Hawaii Adoption Forms: What to File, Where to Get Them, and What Trips People Up

The Hawaii State Judiciary publishes its adoption forms online. That's the easy part. The harder part is knowing which forms apply to your specific circuit, which require original signatures versus certified copies, what the court expects the documents to say, and what gets a filing rejected before a judge ever sees it.

This isn't a situation where you fill out one universal packet and mail it in. Hawaii adoption forms vary by circuit, by case type, and by whether the birth parents are consenting or the case involves a TPR proceeding. Getting familiar with the structure before you start saves the delay of a rejected filing.

The Court System and Where to File

Hawaii's Family Court operates in four circuits:

  • First Circuit: Oahu — Ronald T.Y. Moon Kapolei Courthouse. This handles the largest volume of adoption cases in the state.
  • Second Circuit: Maui, Molokai, Lanai — Hoapili Hale in Wailuku.
  • Third Circuit: Hawaii Island — Hale Kaulike in Hilo; Keahuolu in Kona.
  • Fifth Circuit: Kauai — Puuhonua Kaulike in Lihue.

You file in the circuit where you reside, where you're stationed if military, or where the child resides or was born. Once you've identified your circuit, you need that circuit's specific version of the forms — some are statewide, some have circuit-specific addendums.

The Core Documents in Every Hawaii Adoption Filing

Petition for Adoption

The Petition for Adoption is the foundational document that initiates the court proceeding. Under HRS §578-1 and §578-8, the petition sets out:

  • The identity of the petitioners (who is adopting)
  • The identity of the child
  • The basis for the court's jurisdiction and venue
  • The nature of the adoption (consented, TPR already completed, stepparent, relative, etc.)
  • A request that the court issue an adoption decree

The petition references court form numbers that vary between circuits. The Hawaii State Judiciary's self-help section publishes the First Circuit forms at courts.state.hi.us. For other circuits, contact the clerk's office directly — they can provide the appropriate packet for your case type.

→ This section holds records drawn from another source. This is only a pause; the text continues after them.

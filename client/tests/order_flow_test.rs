//! End-to-end order flows against the in-process mock API.

mod common;

use std::sync::Arc;
use std::time::Duration;

use comanda_client::ClientError;
use comanda_engine::{
    CircuitState, CloseOrder, ConflictStrategy, EditOutcome, Mutation, NewItem, NewOrder, OrderStatus,
    PaymentMethod, ResolutionOutcome,
};
use common::{build_client, empty_order, sample_order, spawn_backend, test_config};

#[tokio::test]
async fn add_item_advances_version() {
    let (backend, addr) = spawn_backend().await;
    backend.insert(sample_order(1, 3));
    let client = build_client(test_config(addr));

    let order = client.store.fetch_order(1, false).await.unwrap();
    assert_eq!(order.version, 3);
    assert_eq!(order.etag.as_deref(), Some("\"v3\""));

    let updated = client
        .store
        .add_item(1, NewItem::new(9, 2), Some(3))
        .await
        .unwrap();

    assert_eq!(updated.version, 4);
    assert_eq!(updated.items.len(), 3);
    assert_eq!(client.store.get(1).unwrap().version, 4);
    assert_eq!(client.store.base_version(1), Some(4));
    assert_eq!(backend.requests(), 2);
    assert!(!client.store.in_flight(1));
}

#[tokio::test]
async fn conflict_triggers_one_refetch_and_retry() {
    let (backend, addr) = spawn_backend().await;
    backend.insert(sample_order(1, 3));
    let client = build_client(test_config(addr));
    client.store.fetch_order(1, false).await.unwrap();

    // Another user saves first
    backend.lose_races(1);
    let updated = client
        .store
        .update_item_quantity(1, 10, 5, None)
        .await
        .unwrap();

    assert_eq!(updated.version, 5);
    assert_eq!(updated.item(10).unwrap().quantity, 5);
    // fetch, rejected PUT, refetch, accepted PUT
    assert_eq!(backend.requests(), 4);
    assert_eq!(client.store.get(1).unwrap().version, 5);
}

#[tokio::test]
async fn second_conflict_is_surfaced() {
    let (backend, addr) = spawn_backend().await;
    backend.insert(sample_order(1, 3));
    let client = build_client(test_config(addr));
    client.store.fetch_order(1, false).await.unwrap();

    backend.lose_races(2);
    let err = client
        .store
        .update_item_quantity(1, 10, 5, None)
        .await
        .unwrap_err();

    match err {
        ClientError::Conflict(info) => {
            assert_eq!(info.client_version, Some(4));
            assert_eq!(info.server_version, Some(5));
        }
        other => panic!("expected conflict, got {other:?}"),
    }
    assert_eq!(backend.requests(), 4);
}

#[tokio::test]
async fn late_fetch_does_not_roll_back_a_newer_copy() {
    let (backend, addr) = spawn_backend().await;
    backend.insert(sample_order(1, 3));
    backend.set_get_delay(Duration::from_millis(200));
    let client = build_client(test_config(addr));

    let (fetched, mutated) = tokio::join!(client.store.fetch_order(1, false), async {
        // Let the GET read v3 before the write lands
        tokio::time::sleep(Duration::from_millis(50)).await;
        client.store.add_item(1, NewItem::new(9, 1), Some(3)).await
    });

    assert_eq!(mutated.unwrap().version, 4);
    assert_eq!(fetched.unwrap().version, 4);
    assert_eq!(client.store.get(1).unwrap().version, 4);
    assert_eq!(client.store.base_version(1), Some(4));
    assert_eq!(backend.order(1).unwrap().version, 4);
}

#[tokio::test]
async fn optimistic_quantity_change_is_confirmed() {
    let (backend, addr) = spawn_backend().await;
    backend.insert(sample_order(1, 3));
    let client = build_client(test_config(addr));
    client.store.fetch_order(1, false).await.unwrap();

    let outcome = client
        .store
        .update_item_quantity_optimistic(1, 10, 5)
        .await
        .unwrap();

    match outcome {
        EditOutcome::Confirmed(order) => {
            assert_eq!(order.version, 4);
            assert_eq!(order.item(10).unwrap().quantity, 5);
        }
        other => panic!("expected confirmation, got {other:?}"),
    }
    assert_eq!(client.store.get(1).unwrap().version, 4);
    assert_eq!(client.store.base_version(1), Some(4));
}

#[tokio::test]
async fn rejected_optimistic_change_rolls_back() {
    let (backend, addr) = spawn_backend().await;
    backend.insert(sample_order(1, 3));
    let client = build_client(test_config(addr));
    client.store.fetch_order(1, false).await.unwrap();

    let outcome = client
        .store
        .update_item_quantity_optimistic(1, 10, 0)
        .await
        .unwrap();

    match &outcome {
        EditOutcome::RolledBack { restored, error } => {
            assert_eq!(restored.item(10).unwrap().quantity, 2);
            assert!(matches!(error, ClientError::Engine(_)));
        }
        other => panic!("expected rollback, got {other:?}"),
    }
    let cached = client.store.get(1).unwrap();
    assert_eq!(cached.item(10).unwrap().quantity, 2);
    assert_eq!(cached.total_value, sample_order(1, 3).total_value);
    assert_eq!(backend.requests(), 1);
}

#[tokio::test]
async fn closing_an_empty_order_never_reaches_the_server() {
    let (backend, addr) = spawn_backend().await;
    backend.insert(empty_order(2, 1));
    let client = build_client(test_config(addr));
    client.store.fetch_order(2, false).await.unwrap();
    let before = backend.requests();

    let err = client
        .store
        .close(2, CloseOrder::new(PaymentMethod::Cash))
        .await
        .unwrap_err();

    match &err {
        ClientError::Engine(engine) => assert_eq!(engine.rule(), Some("PEDIDO_VAZIO")),
        other => panic!("expected business rule error, got {other:?}"),
    }
    assert_eq!(backend.requests(), before);
    assert_eq!(backend.order(2).unwrap().status, OrderStatus::Created);
}

#[tokio::test]
async fn closing_an_unknown_order_is_a_business_error() {
    let (_backend, addr) = spawn_backend().await;
    let client = build_client(test_config(addr));

    let err = client
        .store
        .close(99, CloseOrder::new(PaymentMethod::Pix))
        .await
        .unwrap_err();
    assert!(matches!(
        err,
        ClientError::Engine(ref e) if e.rule() == Some("PEDIDO_NAO_ENCONTRADO")
    ));
}

#[tokio::test]
async fn repeated_timeouts_open_the_circuit() {
    let (backend, addr) = spawn_backend().await;
    backend.insert(sample_order(1, 3));
    backend.set_get_delay(Duration::from_millis(300));

    let mut config = test_config(addr);
    config.timeouts.read = Duration::from_millis(30);
    let client = build_client(config);

    for _ in 0..5 {
        let err = client.store.fetch_order(1, false).await.unwrap_err();
        assert!(matches!(err, ClientError::Network(_)), "{err:?}");
    }
    assert_eq!(
        client.service.retry().circuit_status().state,
        CircuitState::Open
    );

    tokio::time::sleep(Duration::from_millis(50)).await;
    let before = backend.requests();
    assert_eq!(before, 15);

    let err = client.store.fetch_order(1, false).await.unwrap_err();
    assert!(matches!(err, ClientError::CircuitOpen { .. }));
    assert!(err.user_message().contains("temporarily unavailable"));
    assert_eq!(backend.requests(), before);
}

#[tokio::test]
async fn not_modified_serves_the_cached_copy() {
    let (backend, addr) = spawn_backend().await;
    backend.insert(sample_order(1, 3));
    let client = build_client(test_config(addr));

    let first = client.store.fetch_order(1, false).await.unwrap();
    let second = client.store.fetch_order(1, true).await.unwrap();

    assert_eq!(first, second);
    assert_eq!(backend.requests(), 2);

    // Fresh entries are served without a request
    client.store.fetch_order(1, false).await.unwrap();
    assert_eq!(backend.requests(), 2);
}

#[tokio::test]
async fn create_focus_and_close() {
    let (backend, addr) = spawn_backend().await;
    let client = build_client(test_config(addr));

    let created = client
        .store
        .create(NewOrder::new(5).with_item(NewItem::new(3, 2)))
        .await
        .unwrap();
    assert_eq!(client.store.focused().map(|o| o.id), Some(created.id));
    assert_eq!(created.total_value, 2 * common::UNIT_PRICE);

    let closed = client
        .store
        .close(created.id, CloseOrder::new(PaymentMethod::Cash))
        .await
        .unwrap();
    assert_eq!(closed.status, OrderStatus::Finalized);
    assert!(client.store.focused().is_none());
    assert_eq!(client.store.active_count(), 0);
    // POST, PUT; the freshly created copy was served from cache
    assert_eq!(backend.requests(), 2);
}

#[tokio::test]
async fn invalid_input_is_rejected_locally() {
    let (backend, addr) = spawn_backend().await;
    backend.insert(sample_order(1, 3));
    let client = build_client(test_config(addr));

    let err = client
        .store
        .add_item(1, NewItem::new(7, 0), Some(3))
        .await
        .unwrap_err();
    assert!(matches!(err, ClientError::Engine(_)));
    assert_eq!(backend.requests(), 0);
}

#[tokio::test]
async fn resolve_conflict_merges_with_the_server() {
    let (backend, addr) = spawn_backend().await;
    backend.insert(sample_order(1, 3));
    let client = build_client(test_config(addr));
    let base = client.store.fetch_order(1, false).await.unwrap();

    let mut local = base.clone();
    local.note = Some("mesa da janela".into());
    backend.edit(1, |order| order.item_mut(11).unwrap().set_quantity(6));

    let resolution = client
        .store
        .resolve_conflict(&local, ConflictStrategy::AutoMerge)
        .await
        .unwrap();

    assert_eq!(resolution.outcome, ResolutionOutcome::MergedClean);
    let merged = resolution.resolved.unwrap();
    assert_eq!(merged.version, 4);
    assert_eq!(merged.note.as_deref(), Some("mesa da janela"));
    assert_eq!(merged.item(11).unwrap().quantity, 6);
    assert_eq!(client.store.get(1).unwrap().version, 4);
}

#[tokio::test]
async fn queued_mutations_reach_the_store() {
    let (backend, addr) = spawn_backend().await;
    backend.insert(sample_order(1, 3));
    let client = build_client(test_config(addr));
    client.store.fetch_order(1, false).await.unwrap();

    client.queue.enqueue_mutation(
        Arc::clone(&client.store),
        Mutation::AddItem {
            order_id: 1,
            item: NewItem::new(4, 1),
        },
        0,
    );

    let version = tokio::time::timeout(Duration::from_secs(2), async {
        loop {
            match client.store.get(1) {
                Some(order) if order.version > 3 => break order.version,
                _ => tokio::time::sleep(Duration::from_millis(5)).await,
            }
        }
    })
    .await
    .unwrap();

    assert_eq!(version, 4);
    assert_eq!(client.queue.size(), 0);
}
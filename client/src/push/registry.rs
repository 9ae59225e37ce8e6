//! Topic subscription registry.
//!
//! Tracks who listens on which push topic and fans incoming envelopes out
//! to them.

use std::sync::Arc;

use comanda_engine::{PushEvent, Topic};
use dashmap::DashMap;
use tokio::sync::mpsc;

/// Identifier of one subscription.
pub type SubscriptionId = String;

/// Receiving end handed to a subscriber.
pub type EventReceiver = mpsc::UnboundedReceiver<PushEvent>;

/// A single subscription.
#[derive(Debug)]
pub struct Subscription {
    pub id: SubscriptionId,
    pub topic: Topic,
    sender: mpsc::UnboundedSender<PushEvent>,
}

/// Thread-safe registry of topic subscriptions, shared via `Arc`.
#[derive(Debug, Default)]
pub struct TopicRegistry {
    subscriptions: DashMap<SubscriptionId, Subscription>,
    /// Subscription ids by topic path
    by_topic: DashMap<String, Vec<SubscriptionId>>,
}

impl TopicRegistry {
    pub fn new() -> Self {
        Self::default()
    }

    pub fn new_shared() -> Arc<Self> {
        Arc::new(Self::new())
    }

    /// Subscribe to a topic.
    pub fn subscribe(&self, topic: Topic) -> (SubscriptionId, EventReceiver) {
        let id = uuid::Uuid::new_v4().to_string();
        let (sender, receiver) = mpsc::unbounded_channel();
        let path = topic.path();

        self.subscriptions.insert(
            id.clone(),
            Subscription {
                id: id.clone(),
                topic,
                sender,
            },
        );
        self.by_topic.entry(path.clone()).or_default().push(id.clone());

        tracing::info!(subscription = %id, topic = %path, "Subscribed");
        (id, receiver)
    }

    /// Drop a subscription. Returns whether it existed.
    pub fn unsubscribe(&self, id: &str) -> bool {
        let Some((_, subscription)) = self.subscriptions.remove(id) else {
            return false;
        };

        let path = subscription.topic.path();
        if let Some(mut ids) = self.by_topic.get_mut(&path) {
            ids.retain(|sub| sub != id);
            if ids.is_empty() {
                drop(ids);
                self.by_topic.remove(&path);
            }
        }

        tracing::info!(subscription = %id, topic = %path, "Unsubscribed");
        true
    }

    /// Deliver an envelope to every subscriber of `topic`.
    ///
    /// Returns the number of subscribers that received it.
    pub fn deliver(&self, topic: &str, event: &PushEvent) -> usize {
        let ids = match self.by_topic.get(topic) {
            Some(ids) => ids.clone(),
            None => {
                tracing::debug!(topic, "No subscribers for topic");
                return 0;
            }
        };

        let delivered = ids
            .iter()
            .filter_map(|id| self.subscriptions.get(id))
            .filter(|sub| sub.sender.send(event.clone()).is_ok())
            .count();

        tracing::debug!(topic, recipients = delivered, "Delivered push event");
        delivered
    }

    pub fn subscription_count(&self) -> usize {
        self.subscriptions.len()
    }

    pub fn topic_count(&self) -> usize {
        self.by_topic.len()
    }

    pub fn topics(&self) -> Vec<Topic> {
        self.by_topic
            .iter()
            .filter_map(|entry| Topic::parse(entry.key()))
            .collect()
    }
}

A common mistake: families download the First Circuit petition and file it in the Third Circuit. The forms look similar but have different requirements. The Third Circuit, in particular, requires an Asset and Debt Statement not required in the First Circuit, and has specific instructions for how financial information must be presented.

Adoption Information Sheet (AIS)

The AIS is a standard statewide form that captures demographic information about the child being adopted. It feeds into the Hawaii Department of Health's vital records process — this is how the new birth certificate eventually gets issued with the adoptive parents' names.

The AIS asks for the child's current name, the proposed new name after adoption, the child's date and place of birth, and the names of the biological parents. Accuracy here matters: errors on the AIS cause downstream problems when the amended birth certificate is issued.

The form also requires a Medical Information Fly Sheet — a separate document capturing medical history that accompanies the AIS into the vital records process. This is sometimes submitted separately from the main packet, and its absence is a common cause of processing delays.

Consent Forms

Consent must be executed by the birth parents (under HRS §578-2), the child if ten years or older (unless waived), and any putative father who has not had his rights terminated. The court provides specific consent forms — these are not documents you draft from scratch.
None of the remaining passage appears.